The semifinal between 37-year-old Venus Williams and 20-year-old Daria Kasatkina on Friday night at the BNP Paribas Open was a glorious confluence of eras, matching a seven-time Grand Slam champion whose best days are past but still is capable of great tennis against a youngster whose gifts make it easy to imagine she will capture many major titles in years to come.

They produced 2 hours and 48 minutes of delicious drama, of spectacular shot-making sprinkled with seemingly inexcusable unforced errors. The conclusion might have been the beginning of the passing of the torch from Williams’ generation to Kasatkina’s.

The young Russian was two points from defeat in the 10th game of the third set but got new life when Williams appeared to finally wear out on a chilly night.

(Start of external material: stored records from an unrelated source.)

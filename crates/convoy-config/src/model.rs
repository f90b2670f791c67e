// SPDX-FileCopyrightText: 2026 Convoy Contributors
// SPDX-License-Identifier: MIT OR Apache-2.0

//! Configuration model structs for the Convoy resilience layer.
//!
//! All structs use `#[serde(deny_unknown_fields)]` to reject unrecognized
//! config keys at startup. Every tunable carries the default the rest of the
//! workspace is specified against.

use serde::{Deserialize, Serialize};

/// Top-level Convoy configuration.
///
/// Loaded from TOML files following the XDG hierarchy, with environment
/// variable overrides. All sections are optional and default to sensible values.
#[derive(Debug, Clone, Default, Deserialize, Serialize)]
#[serde(deny_unknown_fields)]
pub struct ConvoyConfig {
    /// Channel client: circuit breaker and connect retry settings.
    #[serde(default)]
    pub channel: ChannelConfig,

    /// Conversation manager: send queue timing and retry settings.
    #[serde(default)]
    pub queue: QueueConfig,

    /// State recovery: persistence caps and retention settings.
    #[serde(default)]
    pub recovery: RecoveryConfig,

    /// Component factory: lifecycle sweep and instance cap settings.
    #[serde(default)]
    pub factory: FactoryConfig,
}

/// Circuit breaker and connect retry configuration for the channel client.
#[derive(Debug, Clone, Deserialize, Serialize)]
#[serde(deny_unknown_fields)]
pub struct ChannelConfig {
    /// Consecutive failures before the breaker opens.
    #[serde(default = "default_failure_threshold")]
    pub failure_threshold: u32,

    /// Seconds the breaker stays open before allowing half-open trials.
    #[serde(default = "default_reset_timeout_secs")]
    pub reset_timeout_secs: u64,

    /// Consecutive half-open successes required to close the breaker.
    #[serde(default = "default_half_open_trials")]
    pub half_open_trials: u32,

    /// Maximum connect attempts per integration.
    #[serde(default = "default_connect_attempts")]
    pub connect_attempts: u32,

    /// Base backoff delay in milliseconds.
    #[serde(default = "default_backoff_base_ms")]
    pub backoff_base_ms: u64,

    /// Backoff growth factor per attempt.
    #[serde(default = "default_backoff_factor")]
    pub backoff_factor: f64,

    /// Backoff delay ceiling in milliseconds.
    #[serde(default = "default_backoff_cap_ms")]
    pub backoff_cap_ms: u64,
}

impl Default for ChannelConfig {
    fn default() -> Self {
        Self {
            failure_threshold: default_failure_threshold(),
            reset_timeout_secs: default_reset_timeout_secs(),
            half_open_trials: default_half_open_trials(),
            connect_attempts: default_connect_attempts(),
            backoff_base_ms: default_backoff_base_ms(),
            backoff_factor: default_backoff_factor(),
            backoff_cap_ms: default_backoff_cap_ms(),
        }
    }
}

fn default_failure_threshold() -> u32 {
    5
}

fn default_reset_timeout_secs() -> u64 {
    60
}

fn default_half_open_trials() -> u32 {
    3
}

fn default_connect_attempts() -> u32 {
    5
}

fn default_backoff_base_ms() -> u64 {
    100
}

fn default_backoff_factor() -> f64 {
    2.0
}

fn default_backoff_cap_ms() -> u64 {
    10_000
}

/// Send queue configuration for the conversation manager.
#[derive(Debug, Clone, Deserialize, Serialize)]
#[serde(deny_unknown_fields)]
pub struct QueueConfig {
    /// Seconds a single channel send may take before it is treated as failed.
    #[serde(default = "default_message_timeout_secs")]
    pub message_timeout_secs: u64,

    /// Seconds to wait for the correlated agent completion before advancing.
    #[serde(default = "default_response_timeout_secs")]
    pub response_timeout_secs: u64,

    /// Send attempts per message before it is marked failed.
    #[serde(default = "default_max_attempts")]
    pub max_attempts: u32,

    /// Base delay in milliseconds between retry passes, scaled by attempt count.
    #[serde(default = "default_retry_delay_ms")]
    pub retry_delay_ms: u64,

    /// Interval in milliseconds for the idle-queue tick.
    #[serde(default = "default_tick_interval_ms")]
    pub tick_interval_ms: u64,
}

impl Default for QueueConfig {
    fn default() -> Self {
        Self {
            message_timeout_secs: default_message_timeout_secs(),
            response_timeout_secs: default_response_timeout_secs(),
            max_attempts: default_max_attempts(),
            retry_delay_ms: default_retry_delay_ms(),
            tick_interval_ms: default_tick_interval_ms(),
        }
    }
}

fn default_message_timeout_secs() -> u64 {
    30
}

fn default_response_timeout_secs() -> u64 {
    60
}

fn default_max_attempts() -> u32 {
    3
}

fn default_retry_delay_ms() -> u64 {
    1_000
}

fn default_tick_interval_ms() -> u64 {
    100
}

/// Persistence configuration for the state recovery manager.
#[derive(Debug, Clone, Deserialize, Serialize)]
#[serde(deny_unknown_fields)]
pub struct RecoveryConfig {
    /// Directory for the durable file-backed tier. `None` uses the XDG data dir.
    #[serde(default)]
    pub storage_dir: Option<String>,

    /// Hard cap on serialized state size in bytes; larger saves are refused.
    #[serde(default = "default_max_state_bytes")]
    pub max_state_bytes: usize,

    /// Payloads above this size in bytes are compressed before persisting.
    #[serde(default = "default_compress_threshold_bytes")]
    pub compress_threshold_bytes: usize,

    /// Hours a persisted envelope stays acceptable; older records are discarded.
    #[serde(default = "default_retention_hours")]
    pub retention_hours: u64,

    /// Sanity ceiling on message count; more is treated as corruption.
    #[serde(default = "default_max_messages")]
    pub max_messages: usize,
}

impl Default for RecoveryConfig {
    fn default() -> Self {
        Self {
            storage_dir: None,
            max_state_bytes: default_max_state_bytes(),
            compress_threshold_bytes: default_compress_threshold_bytes(),
            retention_hours: default_retention_hours(),
            max_messages: default_max_messages(),
        }
    }
}

fn default_max_state_bytes() -> usize {
    1_048_576
}

fn default_compress_threshold_bytes() -> usize {
    10_240
}

fn default_retention_hours() -> u64 {
    24
}

fn default_max_messages() -> usize {
    10_000
}

/// Lifecycle configuration for the component factory.
#[derive(Debug, Clone, Deserialize, Serialize)]
#[serde(deny_unknown_fields)]
pub struct FactoryConfig {
    /// Seconds between eviction sweeps.
    #[serde(default = "default_sweep_interval_secs")]
    pub sweep_interval_secs: u64,

    /// Seconds an instance may sit unaccessed before the sweep evicts it.
    #[serde(default = "default_max_idle_secs")]
    pub max_idle_secs: u64,

    /// Maximum cached instances of one kind per user.
    #[serde(default = "default_per_user_cap")]
    pub per_user_cap: usize,
}

impl Default for FactoryConfig {
    fn default() -> Self {
        Self {
            sweep_interval_secs: default_sweep_interval_secs(),
            max_idle_secs: default_max_idle_secs(),
            per_user_cap: default_per_user_cap(),
        }
    }
}

fn default_sweep_interval_secs() -> u64 {
    300
}

fn default_max_idle_secs() -> u64 {
    1_800
}

fn default_per_user_cap() -> usize {
    1
}
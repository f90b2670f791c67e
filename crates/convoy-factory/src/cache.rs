// SPDX-FileCopyrightText: 2026 Convoy Contributors
// SPDX-License-Identifier: MIT OR Apache-2.0

//! Per-user instance cache shared by the factory's component kinds.
//!
//! Eviction is decided here but executed by the caller: every method that
//! removes entries hands the instances back so the factory can run their
//! async `dispose()` outside the map locks.

use std::sync::Arc;

use dashmap::DashMap;
use tokio::sync::Mutex;
use tokio::time::Instant;
use tracing::debug;

use convoy_core::UserComponent;

struct CacheEntry<T> {
    instance: Arc<T>,
    created_at: Instant,
    last_access: Instant,
}

/// Caches instances of one component kind, keyed by user.
pub(crate) struct ComponentCache<T: UserComponent> {
    kind: &'static str,
    entries: DashMap<String, Vec<CacheEntry<T>>>,
    gates: DashMap<String, Arc<Mutex<()>>>,
}

impl<T: UserComponent> ComponentCache<T> {
    pub fn new(kind: &'static str) -> Self {
        Self {
            kind,
            entries: DashMap::new(),
            gates: DashMap::new(),
        }
    }

    /// The user's construction gate.
    ///
    /// Concurrent first requests for one user must not race independent
    /// constructions (the cap eviction would dispose the loser while its
    /// caller still holds it). The factory holds this lock across its
    /// miss-construct-insert sequence; late joiners re-check the cache under
    /// the gate and receive the winner's instance.
    pub fn construction_gate(&self, user_id: &str) -> Arc<Mutex<()>> {
        self.gates.entry(user_id.to_string()).or_default().clone()
    }

    /// Returns the newest cached instance for `user_id`, refreshing its
    /// last-access time.
    pub fn get(&self, user_id: &str) -> Option<Arc<T>> {
        let mut list = self.entries.get_mut(user_id)?;
        let now = Instant::now();
        let entry = list.iter_mut().max_by_key(|e| e.created_at)?;
        entry.last_access = now;
        Some(Arc::clone(&entry.instance))
    }

    /// Caches `instance`, returning any instances evicted to honor the
    /// per-user cap (oldest by creation time first).
    pub fn insert(&self, user_id: &str, instance: Arc<T>, cap: usize) -> Vec<Arc<T>> {
        let now = Instant::now();
        let mut list = self.entries.entry(user_id.to_string()).or_default();
        list.push(CacheEntry {
            instance,
            created_at: now,
            last_access: now,
        });

        let mut evicted = Vec::new();
        while list.len() > cap.max(1) {
            let oldest = list
                .iter()
                .enumerate()
                .min_by_key(|(_, e)| e.created_at)
                .map(|(i, _)| i);
            if let Some(i) = oldest {
                evicted.push(list.remove(i).instance);
            }
        }

        if !evicted.is_empty() {
            debug!(
                kind = self.kind,
                user_id,
                evicted = evicted.len(),
                "per-user cap exceeded, evicting oldest"
            );
        }
        evicted
    }

    /// Removes entries whose last access is older than `max_idle`.
    pub fn sweep(&self, max_idle: std::time::Duration) -> Vec<Arc<T>> {
        let now = Instant::now();
        let mut evicted = Vec::new();

        self.entries.retain(|_, list| {
            list.retain(|entry| {
                let idle = now.duration_since(entry.last_access);
                if idle > max_idle {
                    evicted.push(Arc::clone(&entry.instance));
                    false
                } else {
                    true
                }
            });
            !list.is_empty()
        });

        if !evicted.is_empty() {
            debug!(kind = self.kind, evicted = evicted.len(), "idle instances swept");
        }
        evicted
    }

    /// Removes and returns all of one user's instances.
    pub fn remove_user(&self, user_id: &str) -> Vec<Arc<T>> {
        self.gates.remove(user_id);
        self.entries
            .remove(user_id)
            .map(|(_, list)| list.into_iter().map(|e| e.instance).collect())
            .unwrap_or_default()
    }

    /// Removes and returns every cached instance.
    pub fn drain_all(&self) -> Vec<Arc<T>> {
        let users: Vec<String> = self.entries.iter().map(|e| e.key().clone()).collect();
        users
            .into_iter()
            .flat_map(|user| self.remove_user(&user))
            .collect()
    }

    pub fn count(&self) -> usize {
        self.entries.iter().map(|e| e.value().len()).sum()
    }
}

#[cfg(test)]
mod tests {
    use super::*;
    use async_trait::async_trait;
    use std::time::Duration;

    struct Dummy {
        user_id: String,
    }

    #[async_trait]
    impl UserComponent for Dummy {
        fn user_id(&self) -> &str {
            &self.user_id
        }

        async fn dispose(&self) {}
    }

    fn dummy(user: &str) -> Arc<Dummy> {
        Arc::new(Dummy {
            user_id: user.to_string(),
        })
    }

    #[tokio::test]
    async fn insert_then_get_returns_the_same_instance() {
        let cache = ComponentCache::new("dummy");
        let instance = dummy("u1");
        assert!(cache.insert("u1", instance.clone(), 1).is_empty());

        let cached = cache.get("u1").unwrap();
        assert!(Arc::ptr_eq(&cached, &instance));
        assert!(cache.get("u2").is_none());
    }

    #[tokio::test(start_paused = true)]
    async fn cap_evicts_the_oldest_instance() {
        let cache = ComponentCache::new("dummy");
        let first = dummy("u1");
        let second = dummy("u1");

        cache.insert("u1", first.clone(), 1);
        tokio::time::advance(Duration::from_secs(1)).await;
        let evicted = cache.insert("u1", second.clone(), 1);

        assert_eq!(evicted.len(), 1);
        assert!(Arc::ptr_eq(&evicted[0], &first));
        assert!(Arc::ptr_eq(&cache.get("u1").unwrap(), &second));
    }

    #[tokio::test(start_paused = true)]
    async fn sweep_evicts_only_idle_instances() {
        let cache = ComponentCache::new("dummy");
        cache.insert("idle", dummy("idle"), 1);
        cache.insert("busy", dummy("busy"), 1);

        tokio::time::advance(Duration::from_secs(100)).await;
        cache.get("busy");
        tokio::time::advance(Duration::from_secs(31)).await;

        let evicted = cache.sweep(Duration::from_secs(120));
        assert_eq!(evicted.len(), 1);
        assert_eq!(evicted[0].user_id(), "idle");
        assert!(cache.get("idle").is_none());
        assert!(cache.get("busy").is_some());
    }

    #[tokio::test]
    async fn remove_user_and_drain_all_empty_the_cache() {
        let cache = ComponentCache::new("dummy");
        cache.insert("u1", dummy("u1"), 1);
        cache.insert("u2", dummy("u2"), 1);

        assert_eq!(cache.remove_user("u1").len(), 1);
        assert!(cache.remove_user("u1").is_empty());
        assert_eq!(cache.drain_all().len(), 1);
        assert_eq!(cache.count(), 0);
    }
}
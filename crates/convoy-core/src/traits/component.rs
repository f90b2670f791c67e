// SPDX-FileCopyrightText: 2026 Convoy Contributors
// SPDX-License-Identifier: MIT OR Apache-2.0

//! Lifecycle trait for per-user components managed by the factory.

use async_trait::async_trait;

/// A stateful component owned by exactly one user.
///
/// The component factory caches one instance per user per kind and calls
/// [`dispose`](UserComponent::dispose) before eviction so sockets and timers
/// are not leaked. Disposal must be idempotent.
#[async_trait]
pub trait UserComponent: Send + Sync + 'static {
    /// The user this instance belongs to.
    fn user_id(&self) -> &str;

    /// Releases held resources (background tasks, connections, snapshots).
    async fn dispose(&self);
}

Kasatkina leveled the final set at 5-5 and conceded only two points in the last two games, earning a 4-6, 6-4, 7-5 victory that launched her into Sunday’s final. Her opponent will be unseeded 20-year-old sensation Naomi Osaka of Japan, who upended world No. 1 Simona Halep 6-3, 6-0 in the late semifinal Friday.

“I’m ready,” said Kasatkina, who was seeded 20th but also beat U.S. Open champion Sloane Stephens, World No. 2 and Australian Open champion Caroline Wozniacki, and 2016 double-Grand Slam champion Angelique Kerber.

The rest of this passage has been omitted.